Hi all,
while the proposed translation is a good translation by default, when you can
have fallthroughs or guards, if you have none of them, it's not the best
translation.
[CC John Rose because i may say something stupid]
The problem is that the VM doesn't not prune never called cases in a switch
while it does that for the branch of a if, so an if ... else can be faster than
a switch in the case only some cases are exercise at runtime.
Also note that a lot of tableswitch end up to be generated by the VM as if ..
else if you take a look to the generated assembly code because jumping to a
computed address is not free.
So it seems a good idea in the case of an expression switch with no guard to
not generate an indy + a tableswitch but just an indy.
So instead of lowering:
switch (x) {
case T t: A
case U u: B
case V v: C
}
to
int y = indy[bootstrap=typeSwitch(T.class, U.class, V.class)](x)
switch (y) {
case 0: A
case 1: B
case 2: C
}
I propose to lowering it to something similar to the lambda translation:
var expr = indy[bootstrap=exprTypeSwich(1, T.class, U.class, V.class)(x);
and let the bootstrap to do all the lifting.
The first bootstrap argument is the number of the switch in the code, here 1.
With A, B and C being desugared as static methods respectively to
switch$1case$0, switch$1case$1 and switch$1case$2 (i.e. "switch$" +
switchNumber + "case$" + caseNumber.
The bootstrap method exprTypeSwich can work like an inlining cache if the
number of branches actually visited is small, this is interesting because the
performance of an expression switch will be in the same ball park as the
performance of the corresponding virtual call, and if there is too many
branches used, revert to use a new method handle combinator that does a
tableswitch*.
cheers,
Rémi
* the JSR 292 has talked several times to introduce such method handle
combinator.
> De: "Brian Goetz" <brian.go...@oracle.com>
> À: "amber-spec-experts" <amber-spec-experts@openjdk.java.net>
> Envoyé: Lundi 11 Décembre 2017 22:37:57
> Objet: Switch translation, part 2
> # Switch Translation, Part 2 -- type test patterns and guards
> #### Maurizio Cimadamore and Brian Goetz
> #### December 2017
> This document examines possible translation of `switch` constructs involving
> `case` labels that include type-test patterns, potentially with guards. Part 3
> will address translation of destructuring patterns, nested patterns, and OR
> patterns.
> ## Type-test patterns
> Type-test patterns are notable because their applicability predicate is purely
> based on the type system, meaning that the compiler can directly reason about
> it both statically (using flow analysis, optimizing away dynamic type tests)

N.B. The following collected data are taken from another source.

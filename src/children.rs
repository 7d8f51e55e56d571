//! Children composition.

use crate::hosting::{CompatibilityContext, HostedContent, HostingAdapter};
use crate::view::{AnyView, ViewId};
use std::sync::Arc;

/// One slot in a parent’s child list.
#[derive(Debug, Clone)]
pub enum ChildRef {
    /// A natively composed view.
    Native(AnyView),
    /// A legacy adapter, which owns exactly one content view.
    Hosted(Arc<dyn HostingAdapter>),
}

impl ChildRef {
    /// The child’s own stable identity.
    pub fn id(&self) -> ViewId {
        match self {
            ChildRef::Native(view) => view.id(),
            ChildRef::Hosted(adapter) => adapter.id(),
        }
    }

    pub fn is_hosted(&self) -> bool {
        match self {
            ChildRef::Native(_) => false,
            ChildRef::Hosted(_) => true,
        }
    }
}

/// A rendered child.
#[derive(Debug, Clone)]
pub struct ComposedChild<R> {
    /// Position in the input child list; this is the child’s identity for diffing.
    pub index: usize,
    /// True if the view was unwrapped from a hosting adapter.
    pub is_hosting_view: bool,
    pub view: R,
}

/// The default transform: hands the view through unchanged.
pub fn passthrough(view: AnyView, is_hosting_view: bool) -> AnyView {
    let _ = is_hosting_view;
    view
}

/// Renders a child list, in order.
///
/// Holes render nothing. Native children are handed to `transform` as they are; hosted children
/// have their content view unwrapped and embedded under `context` first.
pub fn render_children<R, F>(
    children: &[Option<ChildRef>],
    context: &CompatibilityContext,
    mut transform: F,
) -> Vec<ComposedChild<R>>
where
    F: FnMut(AnyView, bool) -> R,
{
    let mut composed = Vec::with_capacity(children.len());
    for (index, child) in children.iter().enumerate() {
        let child = match child {
            Some(child) => child,
            None => continue,
        };

        let (view, is_hosting_view) = match child {
            ChildRef::Native(view) => (Arc::clone(view), false),
            ChildRef::Hosted(adapter) => {
                let hosted: AnyView = Arc::new(HostedContent::new(&**adapter, context.clone()));
                (hosted, true)
            }
        };

        composed.push(ComposedChild {
            index,
            is_hosting_view,
            view: transform(view, is_hosting_view),
        });
    }
    composed
}

/// Flattens a child list, skipping holes, keyed by each child’s own identity.
///
/// Hosted children are returned as they are.
pub fn children(children: &[Option<ChildRef>]) -> Vec<(ViewId, ChildRef)> {
    children
        .iter()
        .flatten()
        .map(|child| (child.id(), child.clone()))
        .collect()
}
//! Native view definitions for a host UI runtime.
//!
//! # Conceptual overview
//! A host runtime owns a component tree and asks for native views by name: “create a view named
//! `Slider` with these properties”. Roost turns statically declared view types into what the host
//! needs for that.
//!
//! ## Property bags
//! Every view type has a property bag: a plain struct of [`Field`]s (props the host can set) and
//! [`EventEmitter`]s (events the view can send), and optionally an ordered list of children.
//! Bags describe their own fields (see [`impl_props`]), so prop and event names can be read off a
//! throwaway default instance, before any real view exists and without a hand-written registry.
//!
//! ## Definitions
//! A [`ViewDefinition`] is the immutable metadata for one view type, built once at registration
//! time from a list of [`Element`]s: a name override, prop and event declarations, lifecycle hooks
//! and functions exposed to the host’s script environment. The [`ViewRegistry`] holds all
//! definitions by name and is what the host runtime talks to.
//!
//! ## Views
//! A definition creates one [`ViewInstance`] per tree node. Each instance owns a fresh property
//! bag whose event fields are wired to the runtime’s dispatch channel; the host drains that channel
//! with [`RuntimeContext::poll_events`]. View types that wrap a legacy single-view adapter are
//! backed by that adapter; all others are composed natively. If the runtime build can’t compose
//! views natively, a placeholder carrying a diagnostic is handed out instead.
//!
//! ## Children
//! Child lists may mix native views and legacy adapters, and may have holes. [`render_children`]
//! flattens them in order, unwrapping each adapter’s content view and embedding it under a
//! [`CompatibilityContext`] that stands in for the shadow node legacy content expects.
//!
//! ## Threading
//! Everything here is driven from the host runtime’s render thread. Nothing is designed for
//! concurrent use of the same definition or view; types are `Send + Sync` only so handles may
//! be stored wherever the host likes.

pub mod children;
pub mod config;
pub mod definition;
pub mod error;
pub mod events;
pub mod host;
pub mod hosting;
pub mod inspector;
pub mod lifecycle;
#[macro_use]
pub mod props;
pub mod rect;
pub mod registry;
pub mod view;

pub use children::{children, passthrough, render_children, ChildRef, ComposedChild};
pub use config::Capabilities;
pub use definition::{Element, ViewDefinition, ViewProp};
pub use error::{BridgeError, DefinitionError, FunctionError, HookError, PropError, UpdateError};
pub use events::{Event, EventEmitter};
pub use host::{
    ExposedFunction, PlainBridge, PlainObject, RuntimeContext, ScriptBridge, ScriptObject,
};
pub use hosting::{CompatibilityContext, HostedContent, HostingAdapter, ShadowNodeProxy};
pub use inspector::Schema;
pub use lifecycle::{LifecycleHook, LifecyclePhase};
pub use props::{Field, PropertyBag, Reflect, Staged};
pub use rect::Rect;
pub use registry::{AnyDefinition, ViewRegistry};
pub use view::{
    AnyView, AnyViewInstance, BindingState, PlatformView, Strategy, UnimplementedView, View,
    ViewId, ViewInstance, ViewType,
};
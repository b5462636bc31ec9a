// SPDX-License-Identifier: BUSL-1.1
// Copyright (c) 2026 Alfred Jean LLC

// Allow panic!/unwrap/expect in test code
#![cfg_attr(test, allow(clippy::panic))]
#![cfg_attr(test, allow(clippy::unwrap_used))]
#![cfg_attr(test, allow(clippy::expect_used))]

//! cumulus-daemon: a standalone backing store for workers on other hosts

pub mod lifecycle;

pub use lifecycle::{startup, Daemon, DaemonConfig, LifecycleError};
// SPDX-License-Identifier: BUSL-1.1
// Copyright (c) 2026 Alfred Jean LLC

use super::*;

#[tokio::test]
async fn set_and_clear_toggle_flag() {
    let ctx = Context::in_memory();
    let event = Event::new(&ctx).await.unwrap();

    assert!(!event.is_set().await.unwrap());
    event.set().await.unwrap();
    assert!(event.is_set().await.unwrap());
    event.clear().await.unwrap();
    assert!(!event.is_set().await.unwrap());
}

#[tokio::test]
async fn wait_on_set_event_returns_immediately() {
    let ctx = Context::in_memory();
    let event = Event::new(&ctx).await.unwrap();
    event.set().await.unwrap();
    assert!(event.wait(None).await.unwrap());
}

#[tokio::test]
async fn wait_times_out_on_unset_event() {
    let ctx = Context::in_memory();
    let event = Event::new(&ctx).await.unwrap();
    assert!(!event.wait(Some(Duration::from_millis(20))).await.unwrap());
}

#[tokio::test(flavor = "multi_thread", worker_threads = 4)]
async fn set_wakes_waiters_on_attached_instances() {
    let ctx = Context::in_memory();
    let event = Event::new(&ctx).await.unwrap();

    let mut waiters = Vec::new();
    for _ in 0..3 {
        let event = Event::attach(&ctx, event.descriptor());
        waiters.push(tokio::spawn(async move {
            event.wait(Some(Duration::from_secs(5))).await
        }));
    }
    tokio::time::sleep(Duration::from_millis(30)).await;
    event.set().await.unwrap();

    for waiter in waiters {
        assert!(waiter.await.unwrap().unwrap());
    }
}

> and dynamically (with `instanceof`.) A switch involving type-tests:
> switch (x) {
> case String s: ...
> case Integer i: ...
> case Long l: ...
> }
> can (among other strategies) be translated into a chain of `if-else` using
> `instanceof` and casts:
> if (x instanceof String) { String s = (String) x; ... }
> else if (x instanceof Integer) { Integer i = (Integer) x; ... }
> else if (x instanceof Long) { Long l = (Long) x; ... }
> #### Guards
> The `if-else` desugaring can also naturally handle guards:
> switch (x) {
> case String s
> where (s.length() > 0): ...
> case Integer i
> where (i > 0): ...
> case Long l
> where (l > 0L): ...
> }
> can be translated to:
> if (x instanceof String
> && ((String) x).length() > 0) { String s = (String) x; ... }
> else if (x instanceof Integer
> && ((Integer) x) > 0) { Integer i = (Integer) x; ... }
> else if (x instanceof Long
> && ((Long) x) > 0L) { Long l = (Long) x; ... }
> #### Performance concerns
> The translation to `if-else` chains is simple (for switches without
> fallthrough), but is harder for the VM to optimize, because we've used a more
> general control flow mechanism. If the target is an empty `String`, which
> means
> we'd pass the first `instanceof` but fail the guard, class-hierarchy analysis
> could tell us that it can't possibly be an `Integer` or a `Long`, and so
> there's no need to perform those tests. But generating code that takes
> advantage of this information is more complex.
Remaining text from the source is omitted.